Но вернемся к Пришвину и его хуторским делам. Мало того что крестьяне хотели отнять у него землю, пришвинский хутор оказался камнем преткновения в споре двух де-


ревень, Шибаевки и Кибаевки (это не настоящие названия, а прозвища деревень, вернее их жителей), одна во все вре­мена была барской, другая — государственной. Сколько де­ревни стояли, столько враждовали между собой, и вот по­разительная вещь: когда их жители получают волю и воз­можность избрать из своих рядов народных представителей, то выбирают... уголовников, и ужаснувшемуся писателю-де­мократу оставалось утешиться лишь тем, что подобное про­исходило и во времена Французской революции, да и вооб­ще по общему мнению уголовники самые сообразительные на деревне люди.

Пришвинский Дневник замечательно точно показал, чем кончился демократический эксперимент над деревней летом 1917 года и какого джинна выпустило из бутылки Временное правительство с его лозунгом, который можно перевести на современный русский: «Берите суверенитета, сколько хотите».

Но как бы ни был раздражен Пришвин действием чинов­ников Временного правительства, еще более безапелляцион­но он был настроен летом семнадцатого года против боль­шевиков: «Ураганом промчались по нашей местности речи людей, которые называли себя большевиками и плели вся­кий вздор, призывая наших мирных крестьян к захватам, насилиям, немедленному дележу земли, значит, к немедлен­ной резне деревень между собой.

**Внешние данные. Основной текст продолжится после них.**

//! PostGIS-backed area store.
//!
//! Each query is a `UNION ALL` over the per-type area tables, normalized to
//! one column set so a single row mapper serves every query shape. Distances
//! and areas are computed in EPSG:3347 (Statistics Canada Lambert), with
//! distances reported in kilometers and areas in hectares.

use async_trait::async_trait;
use sqlx::postgres::{PgPool, PgPoolOptions};
use sqlx::Row;
use tracing::debug;

use super::constants::{
    MAX_RESULTS, ONTARIO_CONSERVATION_AREAS_TABLE, ONTARIO_PARKS_TABLE,
    WILLIAMS_TREATY_TERRITORIES_TABLE,
};
use super::traits::{AreaRecord, AreaStore, AreaType, StoreError};

/// Projected point for a proximity search; `$1` is latitude, `$2` longitude.
const SEARCH_POINT: &str =
    "ST_Transform(ST_SetSRID(ST_MakePoint($2, $1), 4326)::geometry, 3347)";

pub struct PostgisAreaStore {
    pool: PgPool,
}

impl PostgisAreaStore {
    /// Connect a new pool against a `postgres://` URL.
    pub async fn connect(database_url: &str) -> Result<Self, StoreError> {
        let pool = PgPoolOptions::new()
            .max_connections(5)
            .connect(database_url)
            .await?;
        Ok(Self { pool })
    }

    pub fn with_pool(pool: PgPool) -> Self {
        Self { pool }
    }
}

/// An explicit empty or absent filter means "all types".
fn resolve_types(area_types: Option<&[AreaType]>) -> &[AreaType] {
    match area_types {
        Some(types) if !types.is_empty() => types,
        _ => &AreaType::ALL,
    }
}

/// The normalized projection for one area table.
///
/// `geometry_expr` renders the geometry column, `distance_expr` the distance
/// column; both default to NULL for query shapes that do not use them.
fn select_branch(area_type: AreaType, geometry_expr: &str, distance_expr: &str) -> String {
    match area_type {
        AreaType::Park => format!(
            "SELECT name, official_name, 'park' AS area_kind, designation, \
             managing_authority, hectares, \
             ST_Area(ST_Transform(geometry::geometry, 3347)) / 10000 AS calculated_hectares, \
             {geometry_expr} AS geometry, {distance_expr} AS distance_km \
             FROM {ONTARIO_PARKS_TABLE}"
        ),
        AreaType::Conservation => format!(
            "SELECT name, official_name, 'conservation' AS area_kind, designation, \
             managing_authority, hectares, \
             ST_Area(ST_Transform(geometry::geometry, 3347)) / 10000 AS calculated_hectares, \
             {geometry_expr} AS geometry, {distance_expr} AS distance_km \
             FROM {ONTARIO_CONSERVATION_AREAS_TABLE}"
        ),
        AreaType::Treaty => format!(
            "SELECT first_nation_name AS name, first_nation_name AS official_name, \
             'treaty' AS area_kind, 'First Nations Territory' AS designation, \
             first_nation_name AS managing_authority, NULL::double precision AS hectares, \
             ST_Area(ST_Transform(geometry::geometry, 3347)) / 10000 AS calculated_hectares, \
             {geometry_expr} AS geometry, {distance_expr} AS distance_km \
             FROM {WILLIAMS_TREATY_TERRITORIES_TABLE}"
        ),
    }
}

/// Name-match predicate for one area table; `$1` is the ILIKE pattern.
fn name_predicate(area_type: AreaType) -> &'static str {
    match area_type {
        AreaType::Treaty => "first_nation_name ILIKE $1",
        _ => "(name ILIKE $1 OR official_name ILIKE $1)",
    }
}

/// Exact-name predicate for detail fetches; `$1` is a text array.
fn exact_name_predicate(area_type: AreaType) -> &'static str {
    match area_type {
        AreaType::Treaty => "first_nation_name = ANY($1)",
        _ => "(name = ANY($1) OR official_name = ANY($1))",
    }
}

fn name_search_sql(types: &[AreaType]) -> String {
    let branches: Vec<String> = types
        .iter()
        .map(|&t| {
            format!(
                "{} WHERE {}",
                select_branch(t, "ST_AsGeoJSON(geometry)", "NULL::double precision"),
                name_predicate(t)
            )
        })
        .collect();
    format!("{} ORDER BY name LIMIT $2", branches.join(" UNION ALL "))
}

fn proximity_sql(types: &[AreaType]) -> String {
    let distance = format!(
        "ST_Distance(ST_Transform(geometry::geometry, 3347), {SEARCH_POINT}) / 1000"
    );
    let branches: Vec<String> = types
        .iter()
        .map(|&t| {
            format!(
                "{} WHERE ST_DWithin(ST_Transform(geometry::geometry, 3347), {SEARCH_POINT}, $3)",
                select_branch(t, "ST_AsGeoJSON(geometry)", &distance)
            )
        })
        .collect();
    format!("{} ORDER BY distance_km LIMIT $4", branches.join(" UNION ALL "))
}

fn details_sql() -> String {
    let branches: Vec<String> = AreaType::ALL
        .iter()
        .map(|&t| {
            format!(
                "{} WHERE {}",
                select_branch(t, "ST_AsGeoJSON(ST_Centroid(geometry))", "NULL::double precision"),
                exact_name_predicate(t)
            )
        })
        .collect();
    branches.join(" UNION ALL ")
}

fn map_row(row: &sqlx::postgres::PgRow) -> Result<AreaRecord, StoreError> {
    let kind: String = row.try_get("area_kind")?;
    let area_type = kind
        .parse::<AreaType>()
        .map_err(|e| StoreError::InvalidInput(e.to_string()))?;

    let hectares: Option<f64> = row.try_get("hectares")?;
    let calculated: Option<f64> = row.try_get("calculated_hectares")?;

    Ok(AreaRecord {
        name: row.try_get("name")?,
        official_name: row.try_get("official_name")?,
        area_type,
        designation: row.try_get("designation")?,
        managing_authority: row.try_get("managing_authority")?,
        hectares: hectares.or(calculated),
        geometry: row.try_get("geometry")?,
        distance_km: row.try_get("distance_km")?,
    })
}

#[async_trait]
impl AreaStore for PostgisAreaStore {
    async fn find_by_name(
        &self,
        place_name: &str,
        area_types: Option<&[AreaType]>,
        limit: i64,
    ) -> Result<Vec<AreaRecord>, StoreError> {
        let types = resolve_types(area_types);
        let sql = name_search_sql(types);
        let pattern = format!("%{place_name}%");
        debug!("area name search: {place_name:?} over {} table(s)", types.len());

        let rows = sqlx::query(&sql)
            .bind(pattern)
            .bind(limit.clamp(1, MAX_RESULTS))
            .fetch_all(&self.pool)
            .await?;
        rows.iter().map(map_row).collect()
    }

    async fn find_nearby(
        &self,
        latitude: f64,
        longitude: f64,
        radius_km: f64,
        area_types: Option<&[AreaType]>,
        limit: i64,
    ) -> Result<Vec<AreaRecord>, StoreError> {
        if !(-90.0..=90.0).contains(&latitude) || !(-180.0..=180.0).contains(&longitude) {
            return Err(StoreError::InvalidInput(format!(
                "coordinates out of range: ({latitude}, {longitude})"
            )));
        }

        let types = resolve_types(area_types);
        let sql = proximity_sql(types);
        debug!("proximity search: ({latitude}, {longitude}), radius {radius_km}km");

        let rows = sqlx::query(&sql)
            .bind(latitude)
            .bind(longitude)
            .bind(radius_km * 1000.0)
            .bind(limit.clamp(1, MAX_RESULTS))
            .fetch_all(&self.pool)
            .await?;
        rows.iter().map(map_row).collect()
    }

    async fn fetch_details(&self, names: &[String]) -> Result<Vec<AreaRecord>, StoreError> {
        if names.is_empty() {
            return Ok(Vec::new());
        }

        let rows = sqlx::query(&details_sql())
            .bind(names)
            .fetch_all(&self.pool)
            .await?;
        rows.iter().map(map_row).collect()
    }

    fn name(&self) -> &str {
        "postgis"
    }
}

#[cfg(test)]
mod tests {
    use super::*;

    #[test]
    fn resolve_types_defaults_to_all() {
        assert_eq!(resolve_types(None), AreaType::ALL.as_slice());
        assert_eq!(resolve_types(Some(&[])), AreaType::ALL.as_slice());

        let parks = [AreaType::Park];
        assert_eq!(resolve_types(Some(&parks)), parks.as_slice());
    }

    #[test]
    fn name_search_sql_unions_requested_tables() {
        let sql = name_search_sql(&AreaType::ALL);
        assert_eq!(sql.matches("UNION ALL").count(), 2);
        assert!(sql.contains(ONTARIO_PARKS_TABLE));
        assert!(sql.contains(ONTARIO_CONSERVATION_AREAS_TABLE));
        assert!(sql.contains(WILLIAMS_TREATY_TERRITORIES_TABLE));
        assert!(sql.ends_with("ORDER BY name LIMIT $2"));
    }

    #[test]
    fn name_search_sql_single_type_has_no_union() {
        let sql = name_search_sql(&[AreaType::Park]);
        assert!(!sql.contains("UNION ALL"));
        assert!(sql.contains(ONTARIO_PARKS_TABLE));
        assert!(!sql.contains(WILLIAMS_TREATY_TERRITORIES_TABLE));
    }

    #[test]
    fn treaty_branch_surfaces_first_nation_name() {
        let sql = name_search_sql(&[AreaType::Treaty]);
        assert!(sql.contains("first_nation_name AS name"));
        assert!(sql.contains("'First Nations Territory' AS designation"));
        assert!(sql.contains("NULL::double precision AS hectares"));
        assert!(sql.contains("first_nation_name ILIKE $1"));
    }

    #[test]
    fn proximity_sql_filters_and_orders_by_distance() {
        let sql = proximity_sql(&AreaType::ALL);
        assert_eq!(sql.matches("ST_DWithin").count(), 3);
        assert!(sql.contains("ST_Distance"));
        assert!(sql.contains("3347"));
        assert!(sql.ends_with("ORDER BY distance_km LIMIT $4"));
    }

    #[test]
    fn details_sql_uses_centroid_and_exact_names() {
        let sql = details_sql();
        assert!(sql.contains("ST_Centroid"));
        assert!(sql.contains("= ANY($1)"));
        assert!(sql.contains("calculated_hectares"));
        assert_eq!(sql.matches("UNION ALL").count(), 2);
    }
}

Потом одумались крестьяне и вчера постановили на схо­де: — Бить их, ежели они опять тут покажутся»34.

«Всю пору пережитой смуты сельское население в насто­ящее время склонно считать виною людей, которые называ­ли себя большевиками»35.

Редкий случай — писатель абсолютно ошибся в прогно­зах, в чем был не одинок. Большевистскую угрозу мало кто оценил в должной мере.

«Большевики — это люди обреченные, они ищут момен­та дружно умереть и в ожидании этого в будничной жизни бесчинствуют»36.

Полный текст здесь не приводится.